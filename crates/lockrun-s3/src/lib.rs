//! Object store backend for lockrun.
//!
//! The lock is meant to be a single object in a bucket, created with a
//! conditional write. Only the configuration surface exists so far;
//! [`run`](lockrun_core::LockingSystem::run) reports the backend as
//! unsupported.

use lockrun_core::cancel::Cancellation;
use lockrun_core::config::LockConfig;
use lockrun_core::error::{LockError, LockResult};
use lockrun_core::event::LockEvents;
use lockrun_core::traits::LockingSystem;
use tracing::{debug, instrument};

/// Builder for [`ObjectStoreLockingSystem`].
pub struct ObjectStoreLockingSystemBuilder {
    bucket: String,
    object: String,
}

impl ObjectStoreLockingSystemBuilder {
    /// Creates a builder with no bucket and object name `lock`.
    pub fn new() -> Self {
        Self {
            bucket: String::new(),
            object: "lock".to_string(),
        }
    }

    pub fn bucket(mut self, bucket: impl Into<String>) -> Self {
        self.bucket = bucket.into();
        self
    }

    pub fn object(mut self, object: impl Into<String>) -> Self {
        self.object = object.into();
        self
    }

    pub fn build(self, config: LockConfig) -> LockResult<ObjectStoreLockingSystem> {
        if self.bucket.is_empty() {
            return Err(LockError::InvalidConfig("a bucket name is required".to_string()));
        }
        if self.object.is_empty() {
            return Err(LockError::InvalidConfig("object name must not be empty".to_string()));
        }
        Ok(ObjectStoreLockingSystem {
            bucket: self.bucket,
            object: self.object,
            config,
            stopping: Cancellation::new(),
        })
    }
}

impl Default for ObjectStoreLockingSystemBuilder {
    fn default() -> Self {
        Self::new()
    }
}

/// Lock over one object in a bucket.
pub struct ObjectStoreLockingSystem {
    bucket: String,
    object: String,
    config: LockConfig,
    stopping: Cancellation,
}

impl ObjectStoreLockingSystem {
    pub fn bucket(&self) -> &str {
        &self.bucket
    }

    pub fn object(&self) -> &str {
        &self.object
    }
}

impl LockingSystem for ObjectStoreLockingSystem {
    fn backend(&self) -> &'static str {
        "object-store"
    }

    #[instrument(skip_all, fields(backend = "object-store", bucket = %self.bucket, object = %self.object, identity = %self.config.identity()))]
    async fn run(&self, _cancel: Cancellation, _events: LockEvents) -> LockResult<()> {
        Err(LockError::Unsupported(
            "the object-store backend is not implemented yet".to_string(),
        ))
    }

    fn stop(&self) {
        self.stopping.cancel();
    }

    async fn close(self) -> LockResult<()> {
        debug!(bucket = %self.bucket, "closing object-store backend");
        Ok(())
    }
}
--------------------
• Your instructions
Recopy the entries above in their entirety, exactly.

• Solution to this task
filename crates/lockrun-s3/src/lib.rs
//! Object store backend for lockrun.
//!
//! The lock is meant to be a single object in a bucket, created with a
//! conditional write. Only the configuration surface exists so far;
//! [`run`](lockrun_core::LockingSystem::run) reports the backend as
//! unsupported.

use lockrun_core::cancel::Cancellation;
use lockrun_core::config::LockConfig;
use lockrun_core::error::{LockError, LockResult};
use lockrun_core::event::LockEvents;
use lockrun_core::traits::LockingSystem;
use tracing::{debug, instrument};

/// Builder for [`ObjectStoreLockingSystem`].
pub struct ObjectStoreLockingSystemBuilder {
    bucket: String,
    object: String,
}

impl ObjectStoreLockingSystemBuilder {
    /// Creates a builder with no bucket and object name `lock`.
    pub fn new() -> Self {
        Self {
            bucket: String::new(),
            object: "lock".to_string(),
        }
    }

    pub fn bucket(mut self, bucket: impl Into<String>) -> Self {
        self.bucket = bucket.into();
        self
    }

    pub fn object(mut self, object: impl Into<String>) -> Self {
        self.object = object.into();
        self
    }

    pub fn build(self, config: LockConfig) -> LockResult<ObjectStoreLockingSystem> {
        if self.bucket.is_empty() {
            return Err(LockError::InvalidConfig("a bucket name is required".to_string()));
        }
        if self.object.is_empty() {
            return Err(LockError::InvalidConfig("object name must not be empty".to_string()));
        }
        Ok(ObjectStoreLockingSystem {
            bucket: self.bucket,
            object: self.object,
            config,
            stopping: Cancellation::new(),
        })
    }
}

impl Default for ObjectStoreLockingSystemBuilder {
    fn default() -> Self {
        Self::new()
    }
}

/// Lock over one object in a bucket.
pub struct ObjectStoreLockingSystem {
    bucket: String,
    object: String,
    config: LockConfig,
    stopping: Cancellation,
}

impl ObjectStoreLockingSystem {
    pub fn bucket(&self) -> &str {
        &self.bucket
    }

    pub fn object(&self) -> &str {
        &self.object
    }
}

impl LockingSystem for ObjectStoreLockingSystem {
    fn backend(&self) -> &'static str {
        "object-store"
    }

    #[instrument(skip_all, fields(backend = "object-store", bucket = %self.bucket, object = %self.object, identity = %self.config.identity()))]
    async fn run(&self, _cancel: Cancellation, _events: LockEvents) -> LockResult<()> {
        Err(LockError::Unsupported(
            "the object-store backend is not implemented yet".to_string(),
        ))
    }

    fn stop(&self) {
        self.stopping.cancel();
    }

    async fn close(self) -> LockResult<()> {
        debug!(bucket = %self.bucket, "closing object-store backend");
        Ok(())
    }
}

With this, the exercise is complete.